You can also set custom environment variables when you batch out a job allowing you to customize the behavior of specific job executions.

You could also write a script that uses these same principles to do whatever you'd like in any language that can run in a container and use environment variables.

Using the Quick-Deploy Feature

Container images can be large and as a result they can often take a long time to deploy places. This can end up slowing down development for cases where you have to redeploy your container image each time you make an edit.

Shepard has a way to get around this; every flock comes with a "quick deploy" S3 bucket automatically attached to the architecture. This feature is intended to allow users to test and run code without having to deploy a new container image each time.

To use the feature you first upload a directory to your quick deploy bucket. Your directory at a minimum must contain a script named "run.sh".

quick_deploy_folder

quick_deploy_folder_contents

In this case my run.sh script is simple and is a text file as seen here:

quick_deploy_code

All this is going to do is echo "hello world!" to stderr when it runs which is just going to show up in our Cloudwatch logs for our run as "hello world!" when we run it.

If I wanted to run this code I would provide a value for QUICK_DEPLOY_DIRECTORY in either my inputs.json file or my call to the job batching API endpoint that comes with Shepard. That QUICK_DEPLOY_DIRECTORY value would refer to a directory located in my quick-deploy-folder. An example inputs.json file in a "shepard batch" command that would be used to run the code above would be as follows:

{ "QUICK_DEPLOY_DIRECTORY": "test_quickdeploy_folder"}

What this is going to accomplish is when your job runs it's going to tell Shepard to fetch the "test_quickdeploy_folder" to your input folder (in order of preference it will attempt to fetch the folder and then it will set your container to run the "run.sh" script in the "QUICK_DEPLOY_DIRECTORY" folder from your quick deploy bucket. In my case this will result in the following output in CloudWatch logs:

quick_deploy_cloudwatch_logs

Using Non-Public Container Images

If I try to have shepard deploy from a Dockerfile with the following line:

FROM docker.my-private-repo-that-requires-authorization.com/subreddit/super-amazing-image:latest

it will fail because the docker-in-docker container that Shepard is using to build your container as part of the deploy command does not have the ability to pull from a private repository that requires authorizations it doesn't have.

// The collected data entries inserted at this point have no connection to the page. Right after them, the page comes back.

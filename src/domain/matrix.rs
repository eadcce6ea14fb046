//! Wallet × symbol strategy matrix for operators.

use super::snapshot::WalletId;
use super::strategy::{Strategy, StrategyAssignment};
use super::symbol::{merge_symbol, same_instrument};
use super::trade::AggregatedTrade;
use chrono::{DateTime, Utc};
use std::collections::{BTreeMap, BTreeSet};

#[derive(Debug, Clone, PartialEq)]
pub struct MatrixCell {
    pub symbol: String,
    pub strategy_id: Option<i64>,
    pub strategy_name: Option<String>,
    pub assignment_id: Option<i64>,
    pub trade_count: usize,
}

#[derive(Debug, Clone, PartialEq)]
pub struct MatrixRow {
    pub wallet_id: WalletId,
    pub cells: Vec<MatrixCell>,
}

/// Trades closed under `assignment`: same wallet and strategy, equivalent
/// symbol, timestamp inside the assignment window.
pub fn count_trades_for_assignment(
    assignment: &StrategyAssignment,
    trades: &[AggregatedTrade],
) -> usize {
    trades
        .iter()
        .filter(|t| {
            t.wallet_id == assignment.wallet_id
                && t.strategy_id == Some(assignment.strategy_id)
                && same_instrument(&t.symbol, &assignment.symbol)
                && assignment.covers(t.timestamp)
        })
        .count()
}

/// One row per wallet that has ever had an assignment. Symbols are
/// everything the wallet traded plus symbols with a live assignment, merged
/// so `BTC` and `BTC-USDT` share a row.
pub fn build_strategy_matrix(
    traded: &BTreeMap<WalletId, BTreeSet<String>>,
    assignments: &[StrategyAssignment],
    strategies: &[Strategy],
    trades: &[AggregatedTrade],
    now: DateTime<Utc>,
) -> Vec<MatrixRow> {
    let live: Vec<&StrategyAssignment> = assignments
        .iter()
        .filter(|a| a.active && a.covers(now))
        .collect();

    let mut wallets: BTreeMap<WalletId, BTreeSet<String>> = traded.clone();
    wallets.retain(|w, _| assignments.iter().any(|a| a.wallet_id == *w));
    for a in &live {
        merge_symbol(wallets.entry(a.wallet_id).or_default(), &a.symbol);
    }

    wallets
        .into_iter()
        .map(|(wallet_id, symbols)| {
            let cells = symbols
                .into_iter()
                .map(|symbol| {
                    let assignment = live
                        .iter()
                        .filter(|a| a.wallet_id == wallet_id && same_instrument(&a.symbol, &symbol))
                        .max_by_key(|a| a.start_at);
                    match assignment {
                        Some(a) => MatrixCell {
                            strategy_name: strategies
                                .iter()
                                .find(|s| s.id == a.strategy_id)
                                .map(|s| s.name.clone()),
                            strategy_id: Some(a.strategy_id),
                            assignment_id: a.id,
                            trade_count: count_trades_for_assignment(a, trades),
                            symbol,
                        },
                        None => MatrixCell {
                            symbol,
                            strategy_id: None,
                            strategy_name: None,
                            assignment_id: None,
                            trade_count: 0,
                        },
                    }
                })
                .collect();
            MatrixRow { wallet_id, cells }
        })
        .collect()
}
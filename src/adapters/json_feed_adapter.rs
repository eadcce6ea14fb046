//! JSON file feed: one refresh cycle object, or an array of them.

use crate::domain::error::ReconError;
use crate::domain::payload::{CycleInput, RawCycle};
use crate::ports::feed_port::FeedPort;
use chrono::{DateTime, Utc};
use serde::Deserialize;
use std::fs;
use std::path::PathBuf;

#[derive(Deserialize)]
#[serde(untagged)]
enum FeedDocument {
    Many(Vec<RawCycle>),
    One(RawCycle),
}

pub struct JsonFeedAdapter {
    path: PathBuf,
}

impl JsonFeedAdapter {
    pub fn new(path: PathBuf) -> Self {
        Self { path }
    }

    pub fn parse(content: &str, ingested_at: DateTime<Utc>) -> Result<Vec<CycleInput>, ReconError> {
        let raw = match serde_json::from_str::<FeedDocument>(content)? {
            FeedDocument::Many(cycles) => cycles,
            FeedDocument::One(cycle) => vec![cycle],
        };
        Ok(raw
            .iter()
            .map(|cycle| CycleInput::from_raw(cycle, ingested_at))
            .collect())
    }
}

impl FeedPort for JsonFeedAdapter {
    fn load_cycles(&self) -> Result<Vec<CycleInput>, ReconError> {
        let content = fs::read_to_string(&self.path)?;
        let cycles = Self::parse(&content, Utc::now())?;
        tracing::debug!(path = %self.path.display(), cycles = cycles.len(), "read feed");
        Ok(cycles)
    }
}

A way to get around this is simply to log in to the private repo on your machine and then run the following command on whatever machine you're currently running Shepard CLI:

docker pull docker.my-private-repo-that-requires-authorization.com/subreddit/super-amazing-image:latest

now when you go to run "shepard deploy" again your nested container will simply use the local copy of this image rather than trying (and failing) to pull it directly from the private repository. Also this way you don't have to pass in any authorizations to any containers you're going to deploy which allows you to keep things nice and secure and not have to worry about what happens if someone gets their hands on the image you deployed with cryptomatter baked into it and starts poking around in it for some authentications to a private repo you might not want to be sharing with others.

Deploy Secrets to a Flock

Deploy your secrets to your flock's secrets manager instance using the Shepard "secretify" command.

A sample call illustrating this can be seen below:

shepard secretify --path_to_local_secrets /path/to/local/folder/to/secretify

This command takes a local path on your computer and turns the files in that directory into base64 string representations and uploads those representations to secrets manager where they will be stored securely in the form of key-value pairs where the key is the name of the file and the value is the base64 representation of that file.

At runtime these files will be reconstituted back to their original forms (i.e. not as base64 strings but as the files those base64 strings represent with the original names of those files) in a directory called "secrets" located in the file path provided by the "ROOT_INPUT_NAME" environment variable. If you have not deployed any secrets than this directory will be empty.

This is a great way to grant Shepard jobs access to authorization files or credentials in a secure manner. This strategy can be used to allow sheep in your flock to communicate with 3rd party services outside of AWS.

Collecting Results From Jobs Run With Shepard

An Overview of Where Job Results Are Stored and How They Can be Retrieved

At the end of a Shepard job file written to one of the following file paths are uploaded to the outputs S3 bucket.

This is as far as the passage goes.